Throughout its 100-year history, the Eno Center for Transportation has always maintained a sharp focus on the challenges and opportunities with the transportation workforce, and for good reason. It is estimated that more than 14 million jobs—about 11 percent of civilian jobs in the United States—are infrastructure-related with most of them in transportation. The workforce pipeline spans a multitude of professions from pilots and truck drivers to autoworkers and engineers. What’s more, due to industry growth and the promise of additional federal spending, transportation has the potential to be a major American job creator, not just for new occupations but also for those needed to fill vacancies.

However, poor, dispersed, and limited training opportunities and few workforce pipelines tend to divert prospective transportation workers away from the sector.
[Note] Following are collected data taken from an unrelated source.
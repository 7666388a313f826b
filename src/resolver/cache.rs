use std::sync::Arc;

use dashmap::DashMap;
use tokio::sync::OnceCell;

use crate::model::BookingRange;

/// Per-window memo of venue availability.
///
/// A cache answers for exactly one date window, fixed at construction.
/// Clones share the same entries. There is no eviction: drop the cache and
/// build a new one when the window changes.
///
/// Each venue gets a `OnceCell`, so concurrent first lookups of one venue
/// wait on a single fetch instead of racing.
#[derive(Clone)]
pub struct AvailabilityCache {
    inner: Arc<CacheInner>,
}

struct CacheInner {
    window: BookingRange,
    entries: DashMap<String, Arc<OnceCell<bool>>>,
}

impl AvailabilityCache {
    pub fn new(window: BookingRange) -> Self {
        Self {
            inner: Arc::new(CacheInner {
                window,
                entries: DashMap::new(),
            }),
        }
    }

    pub fn window(&self) -> BookingRange {
        self.inner.window
    }

    /// Settled answer for a venue, if any. Lookups still in flight read as `None`.
    pub fn get(&self, venue_id: &str) -> Option<bool> {
        self.inner
            .entries
            .get(venue_id)
            .and_then(|cell| cell.get().copied())
    }

    /// Seed an answer. Ignored if the venue is already settled or being fetched.
    pub fn insert(&self, venue_id: &str, available: bool) {
        let _ = self.cell(venue_id).set(available);
    }

    /// Number of settled entries.
    pub fn len(&self) -> usize {
        self.inner
            .entries
            .iter()
            .filter(|e| e.value().initialized())
            .count()
    }

    pub fn is_empty(&self) -> bool {
        self.len() == 0
    }

    /// Settled entries, sorted by venue id.
    pub fn entries(&self) -> Vec<(String, bool)> {
        let mut out: Vec<(String, bool)> = self
            .inner
            .entries
            .iter()
            .filter_map(|e| e.value().get().map(|v| (e.key().clone(), *v)))
            .collect();
        out.sort();
        out
    }

    /// Cell for a venue, created on first use. The map guard is released
    /// before returning so callers can await on the cell.
    pub(super) fn cell(&self, venue_id: &str) -> Arc<OnceCell<bool>> {
        if let Some(cell) = self.inner.entries.get(venue_id) {
            return cell.value().clone();
        }
        self.inner
            .entries
            .entry(venue_id.to_string())
            .or_default()
            .value()
            .clone()
    }
}

impl std::fmt::Debug for AvailabilityCache {
    fn fmt(&self, f: &mut std::fmt::Formatter<'_>) -> std::fmt::Result {
        f.debug_struct("AvailabilityCache")
            .field("window", &self.inner.window)
            .field("settled", &self.len())
            .finish()
    }
}

#[cfg(test)]
mod tests {
    use super::*;

    fn window() -> BookingRange {
        BookingRange::new(1_000, 2_000).unwrap()
    }

    #[test]
    fn empty_cache() {
        let cache = AvailabilityCache::new(window());
        assert!(cache.is_empty());
        assert_eq!(cache.get("v1"), None);
        assert_eq!(cache.window(), window());
    }

    #[test]
    fn insert_then_get() {
        let cache = AvailabilityCache::new(window());
        cache.insert("v1", false);
        cache.insert("v2", true);
        assert_eq!(cache.get("v1"), Some(false));
        assert_eq!(cache.get("v2"), Some(true));
        assert_eq!(cache.len(), 2);
        assert_eq!(
            cache.entries(),
            vec![("v1".to_string(), false), ("v2".to_string(), true)]
        );
    }

    #[test]
    fn first_answer_wins() {
        let cache = AvailabilityCache::new(window());
        cache.insert("v1", false);
        cache.insert("v1", true);
        assert_eq!(cache.get("v1"), Some(false));
    }

    #[test]
    fn clones_share_entries() {
        let cache = AvailabilityCache::new(window());
        let other = cache.clone();
        other.insert("v1", true);
        assert_eq!(cache.get("v1"), Some(true));
    }

    #[test]
    fn unsettled_cell_not_counted() {
        let cache = AvailabilityCache::new(window());
        let _cell = cache.cell("pending");
        assert!(cache.is_empty());
        assert_eq!(cache.get("pending"), None);
    }
}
Women, for example, comprise 47 percent of the American workforce but continue to be highly underrepresented throughout the transportation industry, comprising only 15 percent of transportation and material moving occupations, and only 4.6 percent of commercial truck drivers are women.  The public transit (35 percent) and aviation (34 percent) sectors have relatively higher shares of women employees, yet still significantly lower than national average.
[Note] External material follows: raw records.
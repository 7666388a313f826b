use chrono::{DateTime, NaiveDate};
use serde::{Deserialize, Serialize};

use crate::resolver::ResolveError;

/// Unix milliseconds, UTC. The only time type.
pub type Ms = i64;

pub const DAY_MS: Ms = 86_400_000;

/// Closed interval `[from, to]` occupied by one reservation.
///
/// Immutable once built; `from <= to` is checked by [`BookingRange::new`].
#[derive(Debug, Clone, Copy, PartialEq, Eq, Hash, Serialize)]
pub struct BookingRange {
    from: Ms,
    to: Ms,
}

impl BookingRange {
    pub fn new(from: Ms, to: Ms) -> Result<Self, ResolveError> {
        if from > to {
            return Err(ResolveError::InvalidRange { from, to });
        }
        Ok(Self { from, to })
    }

    pub fn from(&self) -> Ms {
        self.from
    }

    pub fn to(&self) -> Ms {
        self.to
    }

    pub fn overlaps(&self, other: &BookingRange) -> bool {
        crate::resolver::overlaps(self.from, self.to, other.from, other.to)
    }

    pub fn contains_instant(&self, t: Ms) -> bool {
        self.from <= t && t <= self.to
    }

    /// Both ends floored to midnight UTC.
    pub fn to_days(&self) -> Self {
        // Flooring is monotonic, so the ordering invariant survives.
        Self {
            from: day_start(self.from),
            to: day_start(self.to),
        }
    }
}

/// One availability question: is `venue_id` free for `range`?
#[derive(Debug, Clone, PartialEq, Eq)]
pub struct VenueAvailabilityQuery {
    pub venue_id: String,
    pub range: BookingRange,
}

impl VenueAvailabilityQuery {
    pub fn new(venue_id: impl Into<String>, range: BookingRange) -> Self {
        Self {
            venue_id: venue_id.into(),
            range,
        }
    }
}

/// Booking as returned by the data source. Only the dates matter here;
/// anything else in the payload is ignored.
#[derive(Debug, Clone, PartialEq, Eq, Serialize, Deserialize)]
#[serde(rename_all = "camelCase")]
pub struct RawBooking {
    pub date_from: String,
    pub date_to: String,
}

impl RawBooking {
    pub fn new(date_from: impl Into<String>, date_to: impl Into<String>) -> Self {
        Self {
            date_from: date_from.into(),
            date_to: date_to.into(),
        }
    }
}

// ── Search-stage types ───────────────────────────────────────────

#[derive(Debug, Clone, Default, PartialEq, Serialize, Deserialize)]
pub struct VenueLocation {
    #[serde(default)]
    pub city: Option<String>,
    #[serde(default)]
    pub country: Option<String>,
}

/// A bookable listing, trimmed to the fields search and availability use.
#[derive(Debug, Clone, PartialEq, Serialize, Deserialize)]
#[serde(rename_all = "camelCase")]
pub struct Venue {
    pub id: String,
    pub name: String,
    #[serde(default)]
    pub description: Option<String>,
    #[serde(default)]
    pub max_guests: u32,
    #[serde(default)]
    pub location: Option<VenueLocation>,
}

// ── Date helpers ─────────────────────────────────────────────────

/// Floor an instant to midnight UTC.
pub fn day_start(t: Ms) -> Ms {
    t.div_euclid(DAY_MS) * DAY_MS
}

/// Parse an ISO-8601 instant. Accepts RFC 3339 timestamps and bare
/// `YYYY-MM-DD` dates (midnight UTC).
pub fn parse_instant(s: &str) -> Option<Ms> {
    let s = s.trim();
    if let Ok(dt) = DateTime::parse_from_rfc3339(s) {
        return Some(dt.timestamp_millis());
    }
    NaiveDate::parse_from_str(s, "%Y-%m-%d")
        .ok()
        .and_then(|d| d.and_hms_opt(0, 0, 0))
        .map(|dt| dt.and_utc().timestamp_millis())
}

/// Render an instant as `YYYY-MM-DD` (UTC).
pub fn format_day(t: Ms) -> String {
    DateTime::from_timestamp_millis(t)
        .map(|dt| dt.format("%Y-%m-%d").to_string())
        .unwrap_or_else(|| t.to_string())
}
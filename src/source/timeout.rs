use std::time::Duration;

use async_trait::async_trait;

use crate::model::RawBooking;

use super::{BookingSource, SourceError};

/// Bounds every fetch of the wrapped source. A hung fetch turns into
/// `SourceError::Timeout` instead of pinning a batch slot forever.
pub struct TimeoutSource<S> {
    inner: S,
    timeout: Duration,
}

impl<S> TimeoutSource<S> {
    pub fn new(inner: S, timeout: Duration) -> Self {
        Self { inner, timeout }
    }

    pub fn inner(&self) -> &S {
        &self.inner
    }
}

#[async_trait]
impl<S: BookingSource> BookingSource for TimeoutSource<S> {
    async fn fetch_venue_bookings(&self, venue_id: &str) -> Result<Vec<RawBooking>, SourceError> {
        match tokio::time::timeout(self.timeout, self.inner.fetch_venue_bookings(venue_id)).await {
            Ok(result) => result,
            Err(_) => Err(SourceError::Timeout(self.timeout)),
        }
    }
}
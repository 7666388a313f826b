use std::sync::Arc;
use std::sync::atomic::{AtomicBool, Ordering};
use std::time::Instant;

use futures::{StreamExt, future, stream};
use tokio::task::JoinHandle;
use tracing::debug;

use crate::limits::*;
use crate::model::BookingRange;
use crate::observability as obs;

use super::{AvailabilityCache, ResolveError, Resolver, validate_venue_id};

/// Cloneable cancel switch for a spawned batch, usable after the handle
/// has been moved into `join`.
#[derive(Debug, Clone)]
pub struct CancelToken(Arc<AtomicBool>);

impl CancelToken {
    pub fn cancel(&self) {
        self.0.store(true, Ordering::Release);
    }

    pub fn is_cancelled(&self) -> bool {
        self.0.load(Ordering::Acquire)
    }
}

/// Running batch spawned by [`Resolver::spawn_batch`].
///
/// `cancel` stops queued venues from being launched. Lookups already in
/// flight run to completion and still land in the cache; only the batch's
/// result is withheld. Dropping the handle before `join` completes cancels
/// the batch the same way.
pub struct BatchHandle {
    cancelled: Arc<AtomicBool>,
    // `None` once joined.
    task: Option<JoinHandle<Option<Vec<bool>>>>,
}

impl BatchHandle {
    pub fn cancel(&self) {
        self.cancelled.store(true, Ordering::Release);
    }

    pub fn is_cancelled(&self) -> bool {
        self.cancelled.load(Ordering::Acquire)
    }

    pub fn cancel_token(&self) -> CancelToken {
        CancelToken(self.cancelled.clone())
    }

    pub fn is_finished(&self) -> bool {
        self.task.as_ref().is_none_or(JoinHandle::is_finished)
    }

    /// Wait for the batch. `Ok(None)` means it was cancelled.
    pub async fn join(mut self) -> Result<Option<Vec<bool>>, ResolveError> {
        let Some(task) = self.task.as_mut() else {
            return Ok(None);
        };
        let outcome = task.await;
        self.task = None;
        outcome.map_err(|e| ResolveError::TaskFailed(e.to_string()))
    }
}

impl Drop for BatchHandle {
    fn drop(&mut self) {
        if self.task.is_some() {
            self.cancel();
        }
    }
}

fn validate_batch(
    cache: &AvailabilityCache,
    venue_ids: &[String],
    range: &BookingRange,
    concurrency_limit: usize,
) -> Result<(), ResolveError> {
    if concurrency_limit == 0 || concurrency_limit > MAX_CONCURRENCY {
        return Err(ResolveError::InvalidConcurrency(concurrency_limit));
    }
    if venue_ids.len() > MAX_BATCH_VENUES {
        return Err(ResolveError::LimitExceeded("too many venues in batch"));
    }
    if cache.window() != *range {
        return Err(ResolveError::WindowMismatch);
    }
    venue_ids.iter().try_for_each(|id| validate_venue_id(id))
}

impl Resolver {
    /// Resolve many venues against one cache with at most `concurrency_limit`
    /// lookups in flight. Results follow input order.
    ///
    /// Every id is validated before any fetch starts. Individual source
    /// failures fail open and never abort the batch.
    pub async fn resolve_batch(
        &self,
        cache: &AvailabilityCache,
        venue_ids: &[String],
        range: &BookingRange,
        concurrency_limit: usize,
    ) -> Result<Vec<bool>, ResolveError> {
        validate_batch(cache, venue_ids, range, concurrency_limit)?;
        let total = venue_ids.len();
        let settled = self
            .drain(cache, venue_ids.to_vec(), concurrency_limit, None)
            .await;
        Ok(in_input_order(total, settled))
    }

    /// Cancellable [`Resolver::resolve_batch`] running on its own task.
    /// Validation happens before anything is spawned.
    pub fn spawn_batch(
        &self,
        cache: &AvailabilityCache,
        venue_ids: Vec<String>,
        range: &BookingRange,
        concurrency_limit: usize,
    ) -> Result<BatchHandle, ResolveError> {
        validate_batch(cache, &venue_ids, range, concurrency_limit)?;
        let cancelled = Arc::new(AtomicBool::new(false));
        let resolver = self.clone();
        let cache = cache.clone();
        let flag = cancelled.clone();
        let task = tokio::spawn(async move {
            let total = venue_ids.len();
            let settled = resolver
                .drain(&cache, venue_ids, concurrency_limit, Some(flag.as_ref()))
                .await;
            // The flag never resets, so any skipped venue is caught here.
            if flag.load(Ordering::Acquire) {
                metrics::counter!(obs::BATCHES_CANCELLED_TOTAL).increment(1);
                debug!(venues = total, settled = settled.len(), "availability batch cancelled");
                return None;
            }
            Some(in_input_order(total, settled))
        });
        Ok(BatchHandle {
            cancelled,
            task: Some(task),
        })
    }

    /// Work queue drained through `buffer_unordered`: a new venue is pulled
    /// only when one of the `limit` slots frees up, and not at all once
    /// `cancelled` is set. Yields `(input index, available)` in completion
    /// order.
    async fn drain(
        &self,
        cache: &AvailabilityCache,
        venue_ids: Vec<String>,
        limit: usize,
        cancelled: Option<&AtomicBool>,
    ) -> Vec<(usize, bool)> {
        let total = venue_ids.len();
        let start = Instant::now();
        metrics::histogram!(obs::BATCH_SIZE).record(total as f64);
        debug!(venues = total, limit, "availability batch started");

        let settled: Vec<(usize, bool)> = stream::iter(venue_ids.into_iter().enumerate())
            .take_while(|_| future::ready(!cancelled.is_some_and(|c| c.load(Ordering::Acquire))))
            .map(|(idx, venue_id)| {
                let resolver = self.clone();
                let cache = cache.clone();
                async move { (idx, resolver.lookup(&cache, &venue_id).await) }
            })
            .buffer_unordered(limit)
            .collect()
            .await;

        metrics::histogram!(obs::BATCH_DURATION_SECONDS).record(start.elapsed().as_secs_f64());
        debug!(
            venues = total,
            settled = settled.len(),
            elapsed_ms = start.elapsed().as_millis() as u64,
            "availability batch drained"
        );
        settled
    }
}

/// Place completion-ordered results back at their input positions.
fn in_input_order(total: usize, settled: Vec<(usize, bool)>) -> Vec<bool> {
    let mut results = vec![false; total];
    for (idx, available) in settled {
        results[idx] = available;
    }
    results
}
There are also stark race and ethnic disparities. For the transportation construction industry alone, African Americans comprised only 6 percent and African American women comprised less than 3 percent. By contrast, Latinos have a strong presence in the sector, though they are highlight concentrated in jobs that pay below the median wage.

This also matters today because certain transportation sectors are already facing serious workforce shortfalls which I believe does pose a serious risk to our national security. For example, according to a report by the Transportation Learning Center half of the industry’s current workforce will be retiring within 10 years. Much is written about the shortage of drivers in the trucking and logistics sectors but similar challenges exist in public transit and construction.
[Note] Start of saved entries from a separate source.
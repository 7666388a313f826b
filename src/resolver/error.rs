use crate::model::Ms;

/// Caller contract violations. Data-source failures never show up here;
/// they resolve to "available" instead.
#[derive(Debug, Clone, PartialEq, Eq)]
pub enum ResolveError {
    EmptyVenueId,
    VenueIdTooLong(usize),
    InvalidRange { from: Ms, to: Ms },
    /// Cache was built for a different window than the one queried.
    WindowMismatch,
    /// Session has no active date window.
    NoWindow,
    InvalidConcurrency(usize),
    LimitExceeded(&'static str),
    TaskFailed(String),
}

impl std::fmt::Display for ResolveError {
    fn fmt(&self, f: &mut std::fmt::Formatter<'_>) -> std::fmt::Result {
        match self {
            ResolveError::EmptyVenueId => write!(f, "venue id must not be empty"),
            ResolveError::VenueIdTooLong(len) => write!(f, "venue id too long: {len} bytes"),
            ResolveError::InvalidRange { from, to } => {
                write!(f, "invalid range: from {from} is after to {to}")
            }
            ResolveError::WindowMismatch => {
                write!(f, "cache was built for a different date window")
            }
            ResolveError::NoWindow => write!(f, "no date window selected"),
            ResolveError::InvalidConcurrency(n) => {
                write!(f, "concurrency limit {n} out of range")
            }
            ResolveError::LimitExceeded(msg) => write!(f, "limit exceeded: {msg}"),
            ResolveError::TaskFailed(e) => write!(f, "batch task failed: {e}"),
        }
    }
}

impl std::error::Error for ResolveError {}
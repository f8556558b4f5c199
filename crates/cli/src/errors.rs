//! CLI errors.

use std::io;

use storefront::{cart::CartError, client::FetchError, fixtures::FixtureError};
use thiserror::Error;

#[derive(Debug, Error)]
pub enum CliError {
    #[error("unknown currency code: {0}")]
    UnknownCurrency(String),

    #[error("failed to load fixture catalog")]
    Fixture(#[from] FixtureError),

    #[error("failed to fetch products")]
    Fetch(#[from] FetchError),

    #[error("product not found: {0}")]
    ProductNotFound(String),

    #[error("failed to compute cart total")]
    Cart(#[from] CartError),

    #[error("failed to initialise logging: {0}")]
    Logging(String),

    #[error("failed to write output")]
    Io(#[from] io::Error),
}
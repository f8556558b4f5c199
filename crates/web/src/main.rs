//! Storefront web front end.

use leptos::prelude::*;
use storefront::{client::ContentClient, config::CatalogConfig};

mod cart;
mod products;
mod toasts;

const DEFAULT_PROJECT_ID: &str = "cort95rk";
const DEFAULT_DATASET: &str = "production";
const DEFAULT_API_VERSION: &str = "2025-01-13";

/// Catalog identity, overridable at build time through `STOREFRONT_*` variables.
fn catalog_config() -> CatalogConfig {
    let config = CatalogConfig::new(
        option_env!("STOREFRONT_PROJECT_ID").unwrap_or(DEFAULT_PROJECT_ID),
        option_env!("STOREFRONT_DATASET").unwrap_or(DEFAULT_DATASET),
        option_env!("STOREFRONT_API_VERSION").unwrap_or(DEFAULT_API_VERSION),
    )
    .with_cdn(option_env!("STOREFRONT_USE_CDN").is_none_or(|value| value != "false"));

    match option_env!("STOREFRONT_API_HOST") {
        Some(host) => config.with_api_host(host),
        None => config,
    }
}

/// Main app shell.
#[component]
fn App() -> impl IntoView {
    let client = ContentClient::new(catalog_config());

    view! {
        <main class="min-h-screen bg-slate-50 text-slate-900">
            <products::ProductCards client=client />
        </main>
    }
}

fn main() {
    console_error_panic_hook::set_once();

    leptos::mount::mount_to_body(App);
}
Furthermore, the types of jobs and skills needed are evolving. With increased automation and other technological transformations jobs in the transportation sector are likely to change. Workforce strategies are urgently needed to meet critical staffing needs and develop and train the current workforce.

The NIAC draft report astutely diagnoses the problem: that that the workforce development system in the United States needs better coordination, data, and strategic human capital management in order to address this security risk. I strongly endorse the findings and recommendations in the draft report, especially the critical need for a national workforce policy for our critical infrastructure sectors. Recent Eno work found, as did the NIAC, that the transportation workforce strategies that do exist are highly decentralized with no national standards for operations, planning, or programming.

This is not necessarily a criticism because there is tremendous variation in the transportation workforce needs across the country. However, it means there is little documentation of best practices, making it difficult to know what innovation can be transferred from place to place. The report’s recommendation to share best practices sounds obvious, but it is particularly important given the insatiable demand from agencies and places to learn from one another.

Importantly, all this should not be an ephemeral exercise. Policymakers often frame infrastructure spending as a way to promote short-term job creation. Yet our infrastructure workforce challenges are deep-seated and demand a long-term commitment. The recommendations in the NIAC report are a first step in that task.

Thank you for the opportunity to appear before you today.